TORONTO, Oct. 30, 2024 (GLOBE NEWSWIRE) -- Allied Properties Real Estate Investment Trust ("Allied") (TSX: "AP.UN") today announced results for the three months ended September 30, 2024. "Our occupied and leased area remained steady for the second consecutive quarter, and our urban workspace portfolio continued to outperform the market,” said Cecilia Williams, President & CEO. "With demand rising in Canada's major cities, we expect our leasing activity to accelerate over the remainder of the year and into 2025.”
Operations
Allied's portfolio is comprised of three urban workspace formats. Allied Heritage is a format created through the adaptive re-use of light industrial structures for office use above grade and retail use at grade. The buildings are inherently distinctive, clustered in the urban core and generally low-rise. Allied Modern is a format created specifically for office use.
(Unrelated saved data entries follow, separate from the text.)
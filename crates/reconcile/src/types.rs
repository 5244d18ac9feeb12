//! Core types for set template reconciliation

use crate::diff::ModuleDiff;
use crate::error::{Error, Result};
use serde::{Deserialize, Serialize};
use std::fmt;

/// A set instance: the parent whose modules are reconciled
#[derive(Debug, Clone, PartialEq, Eq, Serialize, Deserialize)]
pub struct SetInst {
    #[serde(rename = "bk_biz_id")]
    pub biz_id: i64,
    #[serde(rename = "bk_set_id")]
    pub set_id: i64,
    pub set_template_id: i64,
    /// Display only
    #[serde(rename = "bk_set_name", default, skip_serializing_if = "Option::is_none")]
    pub set_name: Option<String>,
}

impl SetInst {
    pub fn new(biz_id: i64, set_id: i64, set_template_id: i64) -> Self {
        Self {
            biz_id,
            set_id,
            set_template_id,
            set_name: None,
        }
    }
}

impl fmt::Display for SetInst {
    fn fmt(&self, f: &mut fmt::Formatter<'_>) -> fmt::Result {
        match &self.set_name {
            Some(name) => write!(
                f,
                "{} (set {}, biz {}, template {})",
                name, self.set_id, self.biz_id, self.set_template_id
            ),
            None => write!(
                f,
                "set {} (biz {}, template {})",
                self.set_id, self.biz_id, self.set_template_id
            ),
        }
    }
}

/// Service template a new module is materialized from
#[derive(Debug, Clone, PartialEq, Eq, Serialize, Deserialize)]
pub struct ServiceTemplate {
    pub id: i64,
    #[serde(default)]
    pub name: String,
    pub service_category_id: i64,
}

/// Result envelope returned by every topology server mutation
#[derive(Debug, Clone, PartialEq, Eq, Serialize, Deserialize)]
pub struct ApiResponse {
    pub result: bool,
    #[serde(rename = "bk_error_code", default)]
    pub code: i64,
    #[serde(rename = "bk_error_msg", default)]
    pub message: String,
}

impl ApiResponse {
    /// Successful response
    pub fn ok() -> Self {
        Self {
            result: true,
            code: 0,
            message: "success".to_string(),
        }
    }

    /// Failed response with the given code and message
    pub fn failed(code: i64, message: impl Into<String>) -> Self {
        Self {
            result: false,
            code,
            message: message.into(),
        }
    }

    /// Success requires both the flag and a zero code
    pub fn is_success(&self) -> bool {
        self.result && self.code == 0
    }

    /// Convert into `Err(Error::Remote)` unless successful
    pub fn into_result(self) -> Result<()> {
        if self.is_success() {
            Ok(())
        } else {
            Err(Error::remote(self.code, self.message))
        }
    }
}

/// Body of a module creation request
#[derive(Debug, Clone, PartialEq, Eq, Serialize, Deserialize)]
pub struct CreateModule {
    #[serde(rename = "bk_module_name")]
    pub module_name: String,
    pub service_category_id: i64,
    pub service_template_id: i64,
    #[serde(rename = "bk_parent_id")]
    pub parent_id: i64,
    pub set_template_id: i64,
}

/// Body of a module update request; only the name is synced from templates
#[derive(Debug, Clone, PartialEq, Eq, Serialize, Deserialize)]
pub struct UpdateModule {
    #[serde(rename = "bk_module_name")]
    pub module_name: String,
}

/// One set's pending module diffs, as the topology server reports them
#[derive(Debug, Clone, PartialEq, Eq, Serialize, Deserialize)]
pub struct SetDiff {
    #[serde(rename = "bk_set_id")]
    pub set_id: i64,
    pub set_detail: SetInst,
    #[serde(default)]
    pub module_diffs: Vec<ModuleDiff>,
}

/// What applying a single module diff did
#[derive(Debug, Clone, Copy, PartialEq, Eq, Serialize, Deserialize)]
pub enum SyncOutcome {
    /// A module was created from its service template
    Created,
    /// A module was renamed
    Updated,
    /// A module was deleted
    Removed,
    /// Already converged, nothing sent
    Unchanged,
}

impl SyncOutcome {
    /// Check if the outcome represents a remote mutation
    pub fn is_change(&self) -> bool {
        !matches!(self, Self::Unchanged)
    }
}

/// Summary of a reconciliation run
#[derive(Debug, Clone, Default, PartialEq, Eq, Serialize, Deserialize)]
pub struct SyncSummary {
    pub created: usize,
    pub updated: usize,
    pub removed: usize,
    pub unchanged: usize,
}

impl SyncSummary {
    /// Total number of remote mutations made
    pub fn total_changes(&self) -> usize {
        self.created + self.updated + self.removed
    }

    /// Total number of diffs processed
    pub fn total(&self) -> usize {
        self.total_changes() + self.unchanged
    }

    /// Merge another summary into this one
    pub fn merge(&mut self, other: &SyncSummary) {
        self.created += other.created;
        self.updated += other.updated;
        self.removed += other.removed;
        self.unchanged += other.unchanged;
    }

    /// Add an outcome to the summary
    pub fn add_outcome(&mut self, outcome: SyncOutcome) {
        match outcome {
            SyncOutcome::Created => self.created += 1,
            SyncOutcome::Updated => self.updated += 1,
            SyncOutcome::Removed => self.removed += 1,
            SyncOutcome::Unchanged => self.unchanged += 1,
        }
    }
}

#[cfg(test)]
mod tests {
    use super::*;

    #[test]
    fn test_api_response_success_requires_flag_and_code() {
        assert!(ApiResponse::ok().is_success());
        assert!(!ApiResponse::failed(7, "nope").is_success());

        let flag_only = ApiResponse {
            result: true,
            code: 7,
            message: String::new(),
        };
        assert!(!flag_only.is_success());

        let code_only = ApiResponse {
            result: false,
            code: 0,
            message: String::new(),
        };
        assert!(!code_only.is_success());
    }

    #[test]
    fn test_api_response_into_result_carries_code() {
        let err = ApiResponse::failed(1199014, "module name duplicated")
            .into_result()
            .unwrap_err();
        match err {
            Error::Remote { code, message } => {
                assert_eq!(code, 1199014);
                assert_eq!(message, "module name duplicated");
            }
            other => panic!("Expected Error::Remote, got {other:?}"),
        }
    }

    #[test]
    fn test_api_response_deserialize_envelope() {
        let resp: ApiResponse = serde_json::from_str(
            r#"{"result": false, "bk_error_code": 7, "bk_error_msg": "denied", "data": null}"#,
        )
        .unwrap();
        assert_eq!(resp, ApiResponse::failed(7, "denied"));
    }

    #[test]
    fn test_create_module_wire_names() {
        let body = serde_json::to_value(CreateModule {
            module_name: "web".to_string(),
            service_category_id: 3,
            service_template_id: 9,
            parent_id: 10,
            set_template_id: 5,
        })
        .unwrap();
        assert_eq!(body["bk_module_name"], "web");
        assert_eq!(body["service_category_id"], 3);
        assert_eq!(body["service_template_id"], 9);
        assert_eq!(body["bk_parent_id"], 10);
        assert_eq!(body["set_template_id"], 5);
    }

    #[test]
    fn test_update_module_only_carries_name() {
        let body = serde_json::to_value(UpdateModule {
            module_name: "db".to_string(),
        })
        .unwrap();
        assert_eq!(body, serde_json::json!({"bk_module_name": "db"}));
    }

    #[test]
    fn test_summary_add_and_merge() {
        let mut summary = SyncSummary::default();
        summary.add_outcome(SyncOutcome::Created);
        summary.add_outcome(SyncOutcome::Removed);
        summary.add_outcome(SyncOutcome::Unchanged);
        assert_eq!(summary.total_changes(), 2);
        assert_eq!(summary.total(), 3);

        let mut other = SyncSummary::default();
        other.add_outcome(SyncOutcome::Updated);
        summary.merge(&other);
        assert_eq!(summary.updated, 1);
        assert_eq!(summary.total(), 4);
    }

    #[test]
    fn test_set_display() {
        let mut set = SetInst::new(2, 10, 5);
        assert_eq!(set.to_string(), "set 10 (biz 2, template 5)");
        set.set_name = Some("gamesvr".to_string());
        assert!(set.to_string().starts_with("gamesvr"));
    }
}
The buildings are generally mid- to high-rise, clustered in the urban core and distinctive by virtue of design, integration with heritage structure and/or integration with the different elements of mixed-use, amenity-rich urban neighbourhoods. Allied Flex is a limited format for buildings that Allied intends to redevelop comprehensively within a five-to 10-year period. Because of the near-term transformation of these buildings, Allied can make workspace in them available on more flexible than normal terms.
Utilization of, and demand for, Allied's workspace continued to strengthen in the third quarter. In the Montréal rental portfolio, demand for storefront retail space and Allied Heritage was most pronounced. In the Toronto rental portfolio, demand across all three formats was strong, giving rise to a 1.5% increase in leased area. In the Calgary and Vancouver rental portfolios, demand for Allied Heritage was most pronounced.
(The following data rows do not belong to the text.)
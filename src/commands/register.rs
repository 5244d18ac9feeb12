use anyhow::{Context as _, Result};
use registry::backend::etcd::EtcdBackend;
use registry::{ServerInfo, ServiceDiscovery};

use crate::Context;
use crate::cli::RegisterArgs;
use crate::ui;

fn discovery(ctx: &Context) -> ServiceDiscovery {
    let registry = &ctx.config.registry;
    let backend = EtcdBackend::new(&registry.endpoint).with_ttl(registry.ttl());
    ServiceDiscovery::new(Box::new(backend))
}

/// Info this process advertises for `ip:port`
pub fn server_info(ip: &str, port: u16) -> ServerInfo {
    let hostname = std::env::var("HOSTNAME").unwrap_or_default();
    let uuid = format!(
        "{:x}-{:x}",
        chrono::Utc::now().timestamp_millis(),
        std::process::id()
    );
    ServerInfo::new(ip, port)
        .hostname(hostname)
        .version(env!("CARGO_PKG_VERSION"))
        .uuid(uuid)
}

pub fn register(ctx: &Context, args: &RegisterArgs) -> Result<()> {
    let path = args
        .path
        .clone()
        .unwrap_or_else(|| ctx.config.registry.path.clone());
    let info = server_info(&args.ip, args.port);

    discovery(ctx)
        .register(&path, &info)
        .with_context(|| format!("Could not register {} at {}", info.address(), path))?;

    if !ctx.quiet {
        ui::success(&format!("Registered {}", info.address()));
        ui::kv("path", &path);
        ui::kv("registry", &ctx.config.registry.endpoint);
        ui::kv("uuid", &info.uuid);
    }
    Ok(())
}

pub fn ping(ctx: &Context) -> Result<()> {
    let endpoint = &ctx.config.registry.endpoint;
    discovery(ctx)
        .ping()
        .with_context(|| format!("Registry at {endpoint} is not healthy"))?;

    if !ctx.quiet {
        ui::success(&format!("Registry at {endpoint} is healthy"));
    }
    Ok(())
}
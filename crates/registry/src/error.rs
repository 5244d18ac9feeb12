//! Error types for service registration.

/// Result type alias for registration operations.
pub type Result<T> = std::result::Result<T, Error>;

/// Errors that can occur while registering or pinging.
#[derive(Debug, thiserror::Error)]
pub enum Error {
    /// The advertised address can never be reached by peers.
    #[error("register ip can not be {0}")]
    InvalidAddress(String),

    /// This discovery handle already registered a server.
    #[error("server already registered at {path}")]
    AlreadyRegistered {
        /// Path of the existing registration.
        path: String,
    },

    /// HTTP request to the coordination service failed.
    #[error("HTTP request failed: {message}")]
    Http {
        /// Error message.
        message: String,
        /// HTTP status code if available.
        status: Option<u16>,
    },

    /// The coordination service answered but reports itself unhealthy.
    #[error("coordination service unhealthy: {0}")]
    Unhealthy(String),

    /// Server info could not be encoded.
    #[error("failed to encode server info: {0}")]
    Encode(String),
}

impl Error {
    /// Create an HTTP error.
    pub fn http(message: impl Into<String>, status: Option<u16>) -> Self {
        Self::Http {
            message: message.into(),
            status,
        }
    }

    /// Whether the input was rejected before anything was sent.
    #[must_use]
    pub fn is_invalid_input(&self) -> bool {
        matches!(self, Self::InvalidAddress(_) | Self::AlreadyRegistered { .. })
    }
}

impl From<ureq::Error> for Error {
    fn from(err: ureq::Error) -> Self {
        match err {
            ureq::Error::StatusCode(code) => Self::Http {
                message: format!("HTTP {}", code),
                status: Some(code),
            },
            other => Self::Http {
                message: other.to_string(),
                status: None,
            },
        }
    }
}

impl From<serde_json::Error> for Error {
    fn from(err: serde_json::Error) -> Self {
        Self::Encode(err.to_string())
    }
}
Allied conducted 266 lease tours in its rental portfolio in the third quarter. Its occupied and leased area at the end of the quarter was 85.6% and 87.2%, respectively. Allied renewed 60% of the leases maturing in the quarter, closer to its normal level of 70% to 75%.
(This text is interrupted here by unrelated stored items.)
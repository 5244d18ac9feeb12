mod cli;
mod commands;
mod config;
mod paths;
mod progress;
mod ui;

use anyhow::Result;
use clap::{CommandFactory, Parser};
use clap_complete::generate;
use cli::{Cli, Command};
use config::Config;
use std::io;
use std::path::PathBuf;

/// Global context for the application
pub struct Context {
    pub verbose: u8,
    pub quiet: bool,
    /// Config file in effect, whether or not it exists yet
    pub config_path: PathBuf,
    /// File settings with command-line overrides applied
    pub config: Config,
}

fn main() -> Result<()> {
    let cli = Cli::parse();

    // Initialize logging based on verbosity
    let log_level = match cli.verbose {
        0 => log::LevelFilter::Warn,
        1 => log::LevelFilter::Info,
        2 => log::LevelFilter::Debug,
        _ => log::LevelFilter::Trace,
    };

    env_logger::Builder::new()
        .filter_level(if cli.quiet {
            log::LevelFilter::Error
        } else {
            log_level
        })
        .format_timestamp(None)
        .init();

    if let Command::Completions { shell } = cli.command {
        let mut cmd = Cli::command();
        generate(shell, &mut cmd, "setsync", &mut io::stdout());
        return Ok(());
    }

    let config_path = match cli.config.as_deref() {
        Some(path) => paths::expand(path),
        None => paths::config_file()?,
    };
    let config = Config::load_from(&config_path)?
        .with_overrides(cli.endpoint.as_deref(), cli.user.as_deref());

    let ctx = Context {
        verbose: cli.verbose,
        quiet: cli.quiet,
        config_path,
        config,
    };

    match cli.command {
        Command::Diff(args) => commands::diff::run(&ctx, &args),
        Command::Sync(args) => commands::sync::run(&ctx, &args),
        Command::Register(args) => commands::register::register(&ctx, &args),
        Command::Ping => commands::register::ping(&ctx),
        Command::Config(cmd) => commands::config::run(&ctx, cmd),
        Command::Completions { .. } => Ok(()),
    }
}
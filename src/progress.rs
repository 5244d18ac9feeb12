//! Progress indicators for setsync CLI.
//!
//! One bar covers every set of a `sync` run. Each set reports into it through
//! its own [`BarProgress`], so sets synced in parallel share the same line.

use colored::Colorize;
use indicatif::{ProgressBar, ProgressStyle};
use reconcile::{ModuleDiff, ProgressCallback, Result, SetInst, SyncOutcome};

/// Create a bar over `total` diffs
pub fn bar(total: usize, quiet: bool) -> ProgressBar {
    if quiet {
        return ProgressBar::hidden();
    }

    let pb = ProgressBar::new(total as u64);
    let style = ProgressStyle::default_bar()
        .template("{spinner:.green} [{bar:40.cyan/blue}] {pos}/{len} {msg}")
        .unwrap_or_else(|_| ProgressStyle::default_bar())
        .progress_chars("=>-");
    pb.set_style(style);
    pb
}

/// Reports one set's diffs into a shared bar
pub struct BarProgress {
    bar: ProgressBar,
    set: String,
}

impl BarProgress {
    pub fn new(bar: ProgressBar) -> Self {
        Self {
            bar,
            set: String::new(),
        }
    }
}

impl ProgressCallback for BarProgress {
    fn on_set_start(&mut self, set: &SetInst, _count: usize) {
        self.set = set.to_string();
    }

    fn on_diff_start(&mut self, _index: usize, diff: &ModuleDiff) {
        self.bar.set_message(format!("{}: {}", self.set, diff));
    }

    fn on_diff_complete(&mut self, _index: usize, diff: &ModuleDiff, result: &Result<SyncOutcome>) {
        if let Err(e) = result {
            let line = format!("  {} {}: {} ({})", "✗".red(), self.set, diff, e.root());
            self.bar.suspend(|| println!("{line}"));
        }
        self.bar.inc(1);
    }

    fn on_set_complete(&mut self, _set: &SetInst) {}
}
Allied leased a total of 640,331 square feet of GLA in the third quarter, 617,743 square feet in its rental portfolio and 22,588 square feet in its development portfolio. Of the 617,743 square feet Allied leased in its rental portfolio, 174,065 square feet were vacant, 100,342 square feet were maturing in the quarter and 343,336 square feet were maturing after the quarter. 94,262 square feet of the vacant space leased in the quarter involved expansion by existing users, a long-standing trend in Allied's rental portfolio that appears now to be regaining momentum.
Average in-place net rent per occupied square foot continued its steady improvement, ending the third quarter at $25.30. Excluding a short-term renewal at an Allied Flex property in Toronto, Allied maintained rent levels on renewal in the third quarter (up 0.5% ending-to-starting base rent and up 10.3% average-to-average base rent).
Results
Operating income from continuing operations was $83 million, up 4.2% from the comparable quarter last year. Allied's net loss and comprehensive loss was $94 million, in large part due to fair value adjustments on investment properties, Exchangeable LP Units and derivative instruments.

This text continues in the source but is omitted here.